Disease outbreaks caused by pathogens in animals, or zoonoses, are hard to nail down, but the maps reveal some patterns. Rodents carry the most diseases of all the animals, but a greater proportion of primates to their species are zoonotic hosts. Bats carry fewer diseases than rodents, primates, carnivores and hooved mammals.

The maps also showed some species variation by region. Europe and Russia are “global hotspots” for rodent hosts; Central and South America have more bat hosts; and equatorial Africa has the most primate hosts.
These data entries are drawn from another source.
//! Switchover and failover requests

use std::fmt;

use serde_json::Value;

use super::errors::{SwitchoverError, SwitchoverResult};

/// Operator intent.
#[derive(Debug, Clone, Copy, PartialEq, Eq)]
pub enum SwitchoverAction {
    /// Planned move away from a healthy leader
    Switchover,
    /// Forced promotion of a specific candidate
    Failover,
}

impl SwitchoverAction {
    pub fn as_str(&self) -> &'static str {
        match self {
            SwitchoverAction::Switchover => "switchover",
            SwitchoverAction::Failover => "failover",
        }
    }

    /// "Switchover" / "Failover"
    pub fn title(&self) -> &'static str {
        match self {
            SwitchoverAction::Switchover => "Switchover",
            SwitchoverAction::Failover => "Failover",
        }
    }

    /// Past tense used in result messages: "switched" / "failed".
    pub fn past_tense(&self) -> &'static str {
        match self {
            SwitchoverAction::Switchover => "switched",
            SwitchoverAction::Failover => "failed",
        }
    }

    pub fn past_tense_title(&self) -> &'static str {
        match self {
            SwitchoverAction::Switchover => "Switched",
            SwitchoverAction::Failover => "Failed",
        }
    }
}

impl fmt::Display for SwitchoverAction {
    fn fmt(&self, f: &mut fmt::Formatter<'_>) -> fmt::Result {
        f.write_str(self.as_str())
    }
}

/// A parsed `POST /switchover` or `POST /failover` body.
#[derive(Debug, Clone, PartialEq, Eq)]
pub struct SwitchoverRequest {
    pub action: SwitchoverAction,
    pub leader: Option<String>,
    pub candidate: Option<String>,
    /// Unparsed `scheduled_at`, validated against the clock later
    pub scheduled_at: Option<String>,
}

fn text_field(body: &serde_json::Map<String, Value>, key: &str) -> Option<String> {
    match body.get(key)? {
        Value::Null => None,
        Value::String(text) if text.is_empty() => None,
        Value::String(text) => Some(text.clone()),
        other => Some(other.to_string()),
    }
}

impl SwitchoverRequest {
    /// Parse a request body. A failover naming a leader is a switchover;
    /// `member` is accepted in place of `candidate`.
    pub fn from_json(action: SwitchoverAction, body: &Value) -> SwitchoverResult<Self> {
        let body = body
            .as_object()
            .ok_or_else(|| SwitchoverError::validation("Request body must be a JSON object"))?;
        let leader = text_field(body, "leader");
        let candidate = text_field(body, "candidate").or_else(|| text_field(body, "member"));
        let action = if action == SwitchoverAction::Failover && leader.is_some() {
            SwitchoverAction::Switchover
        } else {
            action
        };
        Ok(Self {
            action,
            leader,
            candidate,
            scheduled_at: text_field(body, "scheduled_at"),
        })
    }
}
Even though there are more species in tropic regions, fewer of the animals carry diseases, Barbara Han, first study author and disease ecologist at the Cary Institute, said in a statement. Animals in northern latitudes such as the Arctic Circle carry more diseases, Han said, a finding that should set off some red flags for scientists and disease experts.

“Understanding the implications of this pattern in light of climate warming trends will be an important line of inquiry that should be addressed sooner rather than later,” Han said.